===== Records shown
// C-compatible FFI bindings for native hosts (game engines, Swift/iOS).
//
// Safety requirements:
// - Engine handles must be created by this module and not fabricated
// - Stage callbacks may be NULL; a NULL stage pointer means "no visuals"
// - Stage callbacks are invoked synchronously, on the calling thread
// - Caller must call sortviz_engine_destroy for each sortviz_engine_create

use std::ffi::c_void;

use crate::bars::BarId;
use crate::config::{Distribution, SortConfig, SwapCompletion};
use crate::engine::Engine;
use crate::stage::{BarTransform, HeadlessStage, Stage};
use crate::state::EngineReadback;

use log::error;

#[cfg(feature = "ios")]
use log::LevelFilter;
#[cfg(feature = "ios")]
use oslog::OsLogger;

#[cfg(feature = "web")]
use wasm_bindgen::prelude::*;

/// Returned by start/restart when the engine handle is NULL.
pub const SORTVIZ_ERR_NULL_HANDLE: i64 = -1;
/// Returned by start/restart when the configuration is rejected.
pub const SORTVIZ_ERR_INVALID_CONFIG: i64 = -2;

// Logger subsystem identifier
#[cfg(feature = "ios")]
const LOG_SUBSYSTEM: &str = "com.sortviz.engine";

// ═══════════════════════════════════════════════════════════════════════════
// Logger Initialization
// ═══════════════════════════════════════════════════════════════════════════

/// Initialize the oslog logger.
///
/// This should be called once at application startup before using any other
/// FFI functions. Output appears in Console.app and Xcode's debug console.
#[cfg(feature = "ios")]
#[unsafe(no_mangle)]
pub extern "C" fn sortviz_init_logger() {
    OsLogger::new(LOG_SUBSYSTEM)
        .level_filter(LevelFilter::Debug)
        .init()
        .ok();
}

// ═══════════════════════════════════════════════════════════════════════════
// Opaque Handle Types
// ═══════════════════════════════════════════════════════════════════════════

/// Opaque handle to the engine.
pub struct SortvizEngine {
    inner: Engine,
}

// ═══════════════════════════════════════════════════════════════════════════
// FFI Types
// ═══════════════════════════════════════════════════════════════════════════

/// Run configuration.
///
/// Shared with the wasm bindings, which export it as a JavaScript class.
#[cfg_attr(feature = "web", wasm_bindgen)]
#[repr(C)]
#[derive(Clone, Copy)]
pub struct SortvizConfig {
    pub sample_count: u32,
    pub min_value: i32,
    /// Exclusive.
    pub max_value: i32,
    /// 0 = uniform, 1 = ascending, 2 = descending.
    pub distribution: i32,
    /// Seconds between comparisons at speed 1.
    pub step_delay: f32,
    pub speed: f32,
    /// `true` for shared-progress swap completion.
    pub symmetric_completion: bool,
    pub bar_height_scale: f32,
    pub use_seed: bool,
    pub seed: u64,
}

impl Default for SortvizConfig {
    fn default() -> Self {
        SortConfig::default().into()
    }
}

impl From<SortConfig> for SortvizConfig {
    fn from(c: SortConfig) -> Self {
        Self {
            sample_count: c.sample_count as u32,
            min_value: c.min_value,
            max_value: c.max_value,
            distribution: c.distribution.index(),
            step_delay: c.step_delay,
            speed: c.speed,
            symmetric_completion: c.completion == SwapCompletion::Symmetric,
            bar_height_scale: c.bar_height_scale,
            use_seed: c.seed.is_some(),
            seed: c.seed.unwrap_or(0),
        }
    }
}

impl From<SortvizConfig> for SortConfig {
    fn from(c: SortvizConfig) -> Self {
        Self {
            sample_count: c.sample_count as usize,
            min_value: c.min_value,
            max_value: c.max_value,
            distribution: Distribution::from_index(c.distribution),
            step_delay: c.step_delay,
            speed: c.speed,
            completion: if c.symmetric_completion {
                SwapCompletion::Symmetric
            } else {
                SwapCompletion::Truncated
            },
            bar_height_scale: c.bar_height_scale,
            seed: c.use_seed.then_some(c.seed),
        }
    }
}

/// Readback data from the engine.
#[repr(C)]
pub struct SortvizReadback {
    /// Zero when there is no run.
    pub run_id: u64,
    /// 0 idle, 1 forward, 2 awaiting swap, 3 backward, 4 done.
    pub phase: u8,
    pub left_bound: u32,
    pub right_bound: u32,
    pub animation_in_flight: bool,
    /// -1 when no swap is in flight.
    pub swap_left: i32,
    pub swap_right: i32,
    pub comparisons: u64,
    pub swaps: u64,
    pub bar_count: u32,
    pub frame: u64,
    pub elapsed: f64,
    pub exit_requested: bool,
}

impl From<EngineReadback> for SortvizReadback {
    fn from(r: EngineReadback) -> Self {
        let (swap_left, swap_right) = r
            .swap_indices
            .map(|p| (p.left as i32, p.right as i32))
            .unwrap_or((-1, -1));
        Self {
            run_id: r.run_id.unwrap_or(0),
            phase: r.phase.as_u8(),
            left_bound: r.left_bound as u32,
            right_bound: r.right_bound as u32,
            animation_in_flight: r.animation_in_flight,
            swap_left,
            swap_right,
            comparisons: r.comparisons,
            swaps: r.swaps,
            bar_count: r.bar_count as u32,
            frame: r.frame,
            elapsed: r.elapsed,
            exit_requested: r.exit_requested,
        }
    }
}

/// Host callbacks that provision bars.
#[repr(C)]
pub struct SortvizStage {
    /// Passed back verbatim as the first argument of every callback.
    pub user_data: *mut c_void,
    /// (user_data, bar, value, x, y, height)
    pub spawn_bar: Option<unsafe extern "C" fn(*mut c_void, u32, i32, f32, f32, f32)>,
    /// (user_data, bar)
    pub destroy_bar: Option<unsafe extern "C" fn(*mut c_void, u32)>,
    /// (user_data, bar, highlighted)
    pub set_highlight: Option<unsafe extern "C" fn(*mut c_void, u32, bool)>,
    /// (user_data, bar, x)
    pub move_bar: Option<unsafe extern "C" fn(*mut c_void, u32, f32)>,
}

/// Stage that forwards to C callbacks.
struct CallbackStage<'a> {
    callbacks: &'a SortvizStage,
}

impl Stage for CallbackStage<'_> {
    fn spawn_bar(&mut self, bar: BarId, value: i32, t: BarTransform) {
        if let Some(f) = self.callbacks.spawn_bar {
            unsafe { f(self.callbacks.user_data, bar, value, t.x, t.y, t.height) };
        }
    }

    fn destroy_bar(&mut self, bar: BarId) {
        if let Some(f) = self.callbacks.destroy_bar {
            unsafe { f(self.callbacks.user_data, bar) };
        }
    }

    fn set_highlight(&mut self, bar: BarId, highlighted: bool) {
        if let Some(f) = self.callbacks.set_highlight {
            unsafe { f(self.callbacks.user_data, bar, highlighted) };
        }
    }

    fn move_bar(&mut self, bar: BarId, x: f32) {
        if let Some(f) = self.callbacks.move_bar {
            unsafe { f(self.callbacks.user_data, bar, x) };
        }
    }
}

/// Run `f` against the stage described by `stage` (or a headless one).
///
/// # Safety
/// `stage` must be NULL or point to a valid `SortvizStage`.
unsafe fn with_stage<R>(stage: *const SortvizStage, f: impl FnOnce(&mut dyn Stage) -> R) -> R {
    match unsafe { stage.as_ref() } {
        Some(callbacks) => f(&mut CallbackStage { callbacks }),
        None => f(&mut HeadlessStage),
    }
}

// ═══════════════════════════════════════════════════════════════════════════
// Engine Lifecycle
// ═══════════════════════════════════════════════════════════════════════════

/// Get the default configuration values.
#[unsafe(no_mangle)]
pub extern "C" fn sortviz_default_config() -> SortvizConfig {
    SortvizConfig::default()
}

/// Create a new engine.
///
/// Returns an opaque pointer that must be freed with `sortviz_engine_destroy`.
#[unsafe(no_mangle)]
pub extern "C" fn sortviz_engine_create() -> *mut SortvizEngine {
    Box::into_raw(Box::new(SortvizEngine {
        inner: Engine::new(),
    }))
}

/// Destroy an engine.
///
/// Bars still alive are NOT reported to the stage; the host owns them.
///
/// # Safety
/// `engine` must be a valid pointer returned by `sortviz_engine_create`.
#[unsafe(no_mangle)]
pub unsafe extern "C" fn sortviz_engine_destroy(engine: *mut SortvizEngine) {
    if !engine.is_null() {
        unsafe { drop(Box::from_raw(engine)) };
    }
}

// ═══════════════════════════════════════════════════════════════════════════
// Run Control
// ═══════════════════════════════════════════════════════════════════════════

/// Start (or restart) a run.
///
/// Returns the new run id, or a negative `SORTVIZ_ERR_*` code.
/// A NULL `config` uses the defaults.
///
/// # Safety
/// - `engine` must be a valid engine handle
/// - `config` must be NULL or point to a valid `SortvizConfig`
/// - `stage` must be NULL or point to a valid `SortvizStage`
#[unsafe(no_mangle)]
pub unsafe extern "C" fn sortviz_engine_start(
    engine: *mut SortvizEngine,
    config: *const SortvizConfig,
    stage: *const SortvizStage,
) -> i64 {
    let Some(engine) = (unsafe { engine.as_mut() }) else {
        error!("sortviz_engine_start: null engine handle");
        return SORTVIZ_ERR_NULL_HANDLE;
    };

    let config: SortConfig = match unsafe { config.as_ref() } {
        Some(c) => (*c).into(),
        None => SortConfig::default(),
    };

    let result = unsafe { with_stage(stage, |s| engine.inner.start(config, s)) };
    match result {
        Ok(run_id) => run_id as i64,
        Err(_) => SORTVIZ_ERR_INVALID_CONFIG,
    }
}

/// Start again with the last accepted configuration.
///
/// # Safety
/// Same as `sortviz_engine_start`.
#[unsafe(no_mangle)]
pub unsafe extern "C" fn sortviz_engine_restart(
    engine: *mut SortvizEngine,
    stage: *const SortvizStage,
) -> i64 {
    let Some(engine) = (unsafe { engine.as_mut() }) else {
        error!("sortviz_engine_restart: null engine handle");
        return SORTVIZ_ERR_NULL_HANDLE;
    };

    match unsafe { with_stage(stage, |s| engine.inner.restart(s)) } {
        Ok(run_id) => run_id as i64,
        Err(_) => SORTVIZ_ERR_INVALID_CONFIG,
    }
}

/// Abort the current run. Returns `false` if nothing was running.
///
/// # Safety
/// Same as `sortviz_engine_start`.
#[unsafe(no_mangle)]
pub unsafe extern "C" fn sortviz_engine_cancel(
    engine: *mut SortvizEngine,
    stage: *const SortvizStage,
) -> bool {
    let Some(engine) = (unsafe { engine.as_mut() }) else {
        return false;
    };
    unsafe { with_stage(stage, |s| engine.inner.cancel(s)) }
}

/// Advance the engine by one frame of `delta` seconds.
///
/// # Safety
/// Same as `sortviz_engine_start`.
#[unsafe(no_mangle)]
pub unsafe extern "C" fn sortviz_engine_tick(
    engine: *mut SortvizEngine,
    delta: f32,
    stage: *const SortvizStage,
) {
    let Some(engine) = (unsafe { engine.as_mut() }) else {
        return;
    };
    unsafe { with_stage(stage, |s| engine.inner.tick(delta, s)) };
}

/// Change the speed factor of the current run.
///
/// # Safety
/// `engine` must be a valid engine handle or NULL.
#[unsafe(no_mangle)]
pub unsafe extern "C" fn sortviz_engine_set_speed(engine: *mut SortvizEngine, speed: f32) {
    if let Some(engine) = unsafe { engine.as_mut() } {
        engine.inner.set_speed(speed);
    }
}

/// Cancel the current run and raise the exit flag.
///
/// # Safety
/// Same as `sortviz_engine_start`.
#[unsafe(no_mangle)]
pub unsafe extern "C" fn sortviz_engine_exit(
    engine: *mut SortvizEngine,
    stage: *const SortvizStage,
) {
    let Some(engine) = (unsafe { engine.as_mut() }) else {
        return;
    };
    unsafe { with_stage(stage, |s| engine.inner.request_exit(s)) };
}

// ═══════════════════════════════════════════════════════════════════════════
// State Access
// ═══════════════════════════════════════════════════════════════════════════

/// Get the current engine readback state.
///
/// # Safety
/// `engine` must be a valid engine handle or NULL.
#[unsafe(no_mangle)]
pub unsafe extern "C" fn sortviz_engine_readback(engine: *const SortvizEngine) -> SortvizReadback {
    match unsafe { engine.as_ref() } {
        Some(engine) => engine.inner.readback().into(),
        None => EngineReadback::default().into(),
    }
}

/// Whether the host has been asked to quit.
///
/// # Safety
/// `engine` must be a valid engine handle or NULL.
#[unsafe(no_mangle)]
pub unsafe extern "C" fn sortviz_engine_exit_requested(engine: *const SortvizEngine) -> bool {
    unsafe { engine.as_ref() }.is_some_and(|e| e.inner.exit_requested())
}

/// Copy the current array into `out`.
///
/// Returns the number of values written (at most `capacity`).
///
/// # Safety
/// - `engine` must be a valid engine handle or NULL
/// - `out` must be NULL or valid for `capacity` writes
#[unsafe(no_mangle)]
pub unsafe extern "C" fn sortviz_engine_copy_values(
    engine: *const SortvizEngine,
    out: *mut i32,
    capacity: u32,
) -> u32 {
    let Some(engine) = (unsafe { engine.as_ref() }) else {
        return 0;
    };
    if out.is_null() {
        return 0;
    }

    let data = engine.inner.data();
    let count = data.len().min(capacity as usize);
    unsafe { std::ptr::copy_nonoverlapping(data.as_ptr(), out, count) };
    count as u32
}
==========
*Task to carry out*. All lines from the beginning of the material above through the one with "the calling thread" need to be returned exactly; please return those and only those.

*Exercise output*.
// C-compatible FFI bindings for native hosts (game engines, Swift/iOS).
//
// Safety requirements:
// - Engine handles must be created by this module and not fabricated
// - Stage callbacks may be NULL; a NULL stage pointer means "no visuals"
// - Stage callbacks are invoked synchronously, on the calling thread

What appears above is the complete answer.